Strong Free Cash Flow Generation
Generated EUR 350 million of free cash flow in 2025 despite a weaker EBITDA, reflecting disciplined cash allocation, working capital optimization and limited CapEx (EUR 292 million, below the EUR 300 million guidance). Guidance for 2026 expects free cash flow to exceed EUR 200 million after covering EUR 90 million of transformation expenses.
Healthy Balance Sheet and Leverage
Underlying net debt of EUR 1.6 billion at year-end 2025, roughly stable versus 2024, with a leverage ratio of 1.8x, supporting the company's financial policy, dividend and investment-grade target.
Resilient Margins and EBITDA within Guidance
Underlying EBITDA of EUR 881 million in 2025 (down 13% year-on-year) with an underlying EBITDA margin close to 21%, noted as within the company's revised guidance range.
Large Structural Cost Savings Delivered
Achieved EUR 101 million of gross structural savings in 2025, bringing cumulative savings since start of the program to EUR 211 million and exceeding the 2025 target. Company expects cumulative savings around EUR 300 million by end-2026.
Significant Decarbonization Progress
Scope 1 & 2 CO2 emissions decreased by 29% versus 2021, close to the 2030 target of -30%; largest contributors were coal phaseout projects completed in 2024, with further energy transition projects (Dombasle cogeneration, Torrelavega project) progressing.

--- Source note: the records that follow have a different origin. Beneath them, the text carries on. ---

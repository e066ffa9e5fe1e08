/*!
 * Report assembly
 *
 * Drives the walker, renders every file it reports and joins the blocks
 * into the single string that ends up on the clipboard.
 */

use std::fmt;
use std::path::Path;

use tracing::{debug, info, warn};

use crate::error::Result;
use crate::renderer::render_file;
use crate::types::{DirectoryVisit, FileRecord};
use crate::utils::format_file_size;
use crate::walker::{DirectoryWalker, WalkError};

/// Ordered file blocks collected from one walk
#[derive(Debug, Default)]
pub struct Report {
    /// Blocks in traversal order
    pub records: Vec<FileRecord>,
}

impl Report {
    /// Number of blocks in the report
    pub fn len(&self) -> usize {
        self.records.len()
    }

    /// Whether the walk found no files at all
    pub fn is_empty(&self) -> bool {
        self.records.is_empty()
    }

    /// Number of blocks that carry an error instead of file contents
    pub fn unreadable_count(&self) -> usize {
        self.records.iter().filter(|r| !r.is_readable()).count()
    }

    /// Render the report: blocks separated by a single blank line
    pub fn render(&self) -> String {
        self.to_string()
    }
}

impl fmt::Display for Report {
    fn fmt(&self, f: &mut fmt::Formatter<'_>) -> fmt::Result {
        for (i, record) in self.records.iter().enumerate() {
            if i > 0 {
                f.write_str("\n")?;
            }
            write!(f, "{}", record)?;
        }
        Ok(())
    }
}

/// Builds a report from a directory tree
#[derive(Debug, Default, Clone, Copy)]
pub struct ReportBuilder;

impl ReportBuilder {
    /// Create a new report builder
    pub fn new() -> Self {
        Self
    }

    /// Walk `root` and render every file found
    ///
    /// Only a failure to list `root` itself is returned as an error. A
    /// subdirectory that cannot be listed is logged and skipped, and files
    /// that cannot be read show up as error blocks.
    pub fn build(&self, root: &Path) -> Result<Report> {
        let report = self.assemble(DirectoryWalker::new(root))?;

        info!(
            "Collected {} files from {} ({} unreadable)",
            report.len(),
            root.display(),
            report.unreadable_count()
        );

        Ok(report)
    }

    /// Render the files of every visit, in order
    pub fn assemble<I>(&self, visits: I) -> Result<Report>
    where
        I: IntoIterator<Item = std::result::Result<DirectoryVisit, WalkError>>,
    {
        let mut report = Report::default();

        for visit in visits {
            let visit = match visit {
                Ok(visit) => visit,
                Err(e) if e.is_root => return Err(e.into()),
                Err(e) => {
                    warn!("{}", e);
                    continue;
                }
            };

            for name in &visit.files {
                debug!("Rendering {}", visit.path.join(name).display());
                report.records.push(render_file(&visit.path, name));
            }
        }

        Ok(report)
    }

    /// Walk `root` and return the rendered report string
    pub fn build_string(&self, root: &Path) -> Result<String> {
        let rendered = self.build(root)?.render();
        debug!("Report size: {}", format_file_size(rendered.len() as u64));
        Ok(rendered)
    }
}
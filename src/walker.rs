/*!
 * Lazy pre-order directory traversal
 */

use std::path::{Path, PathBuf};

use thiserror::Error;
use tracing::debug;
use walkdir::{DirEntry, WalkDir};

use crate::types::DirectoryVisit;
use crate::utils::is_excluded;

/// A directory could not be listed
#[derive(Error, Debug)]
#[error("Failed to read directory {}: {source}", .path.display())]
pub struct WalkError {
    /// Directory that failed to list
    pub path: PathBuf,
    /// Whether the failing directory is the walk root
    pub is_root: bool,
    /// Underlying listing error
    #[source]
    pub source: walkdir::Error,
}

/// Walks a tree one directory at a time, parents before children
///
/// Each call to `next` lists exactly one directory. Subtrees under a
/// `node_modules` segment (relative to the root) are never listed.
pub struct DirectoryWalker {
    /// Root of the walk
    root: PathBuf,
    /// Directories still to visit; the last element is visited next
    pending: Vec<PathBuf>,
}

impl DirectoryWalker {
    /// Create a walker rooted at `root`
    pub fn new(root: impl Into<PathBuf>) -> Self {
        let root = root.into();
        Self {
            pending: vec![root.clone()],
            root,
        }
    }

    /// List a single directory, returning its visit and the subdirectories to descend into
    fn list(&self, dir: &Path) -> Result<(DirectoryVisit, Vec<PathBuf>), walkdir::Error> {
        let entries: Vec<DirEntry> = WalkDir::new(dir)
            .min_depth(1)
            .max_depth(1)
            .follow_links(false)
            .into_iter()
            .collect::<Result<_, _>>()?;

        let mut visit = DirectoryVisit {
            path: dir.to_path_buf(),
            subdirs: Vec::new(),
            files: Vec::new(),
        };
        let mut descend = Vec::new();

        for entry in entries {
            let name = entry.file_name().to_os_string();
            let file_type = entry.file_type();

            if file_type.is_dir() {
                if is_excluded(&self.root, entry.path()) {
                    debug!("Skipping excluded directory {}", entry.path().display());
                } else {
                    descend.push(entry.path().to_path_buf());
                }
                visit.subdirs.push(name);
            } else if file_type.is_symlink() && entry.path().is_dir() {
                // Linked directories are listed but never followed
                visit.subdirs.push(name);
            } else {
                visit.files.push(name);
            }
        }

        Ok((visit, descend))
    }
}

impl Iterator for DirectoryWalker {
    type Item = Result<DirectoryVisit, WalkError>;

    fn next(&mut self) -> Option<Self::Item> {
        let dir = self.pending.pop()?;

        match self.list(&dir) {
            Ok((visit, descend)) => {
                debug!(
                    "Visiting {} ({} files, {} subdirectories)",
                    dir.display(),
                    visit.files.len(),
                    visit.subdirs.len()
                );
                self.pending.extend(descend.into_iter().rev());
                Some(Ok(visit))
            }
            Err(source) => Some(Err(WalkError {
                is_root: dir == self.root,
                path: dir,
                source,
            })),
        }
    }
}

Selective Growth and Capacity Investments
Continued strategic investments: doubled electronic-grade hydrogen peroxide capacity in China, inaugurated BioSource silica production line in Livorno (Jan 2026), inaugurated rare earth workshop in La Rochelle, and completed new Soda Ash capacity in Green River — while keeping essential CapEx prioritized (~EUR 240 million).
Operational and Social Achievements
Launched major safety culture transformation program; severity of reportable injuries decreased; achieved 100% of own workforce receiving a living wage one year ahead of plan; 28.8% women in mid and senior management; biodiversity pilot launched with IUCN and 16% of lands under conservation/restoration at end-2025.
Proactive Industrial Footprint Optimization
Decisive actions to optimize footprint: closures (Salindres, Warrington, Povoa) and announced capacity reduction at Torrelavega (600,000 to 420,000 tonnes from Q3 2026) to align production with competitive, lower-carbon markets and preserve long-term competitiveness.
Dividend and Capital Allocation Discipline
Board proposed a total gross dividend of EUR 2.43 per share (including interim), and reiterated priority ordering for capital allocation: essential CapEx, stable/growing dividend, then variable options for future organic/inorganic investments.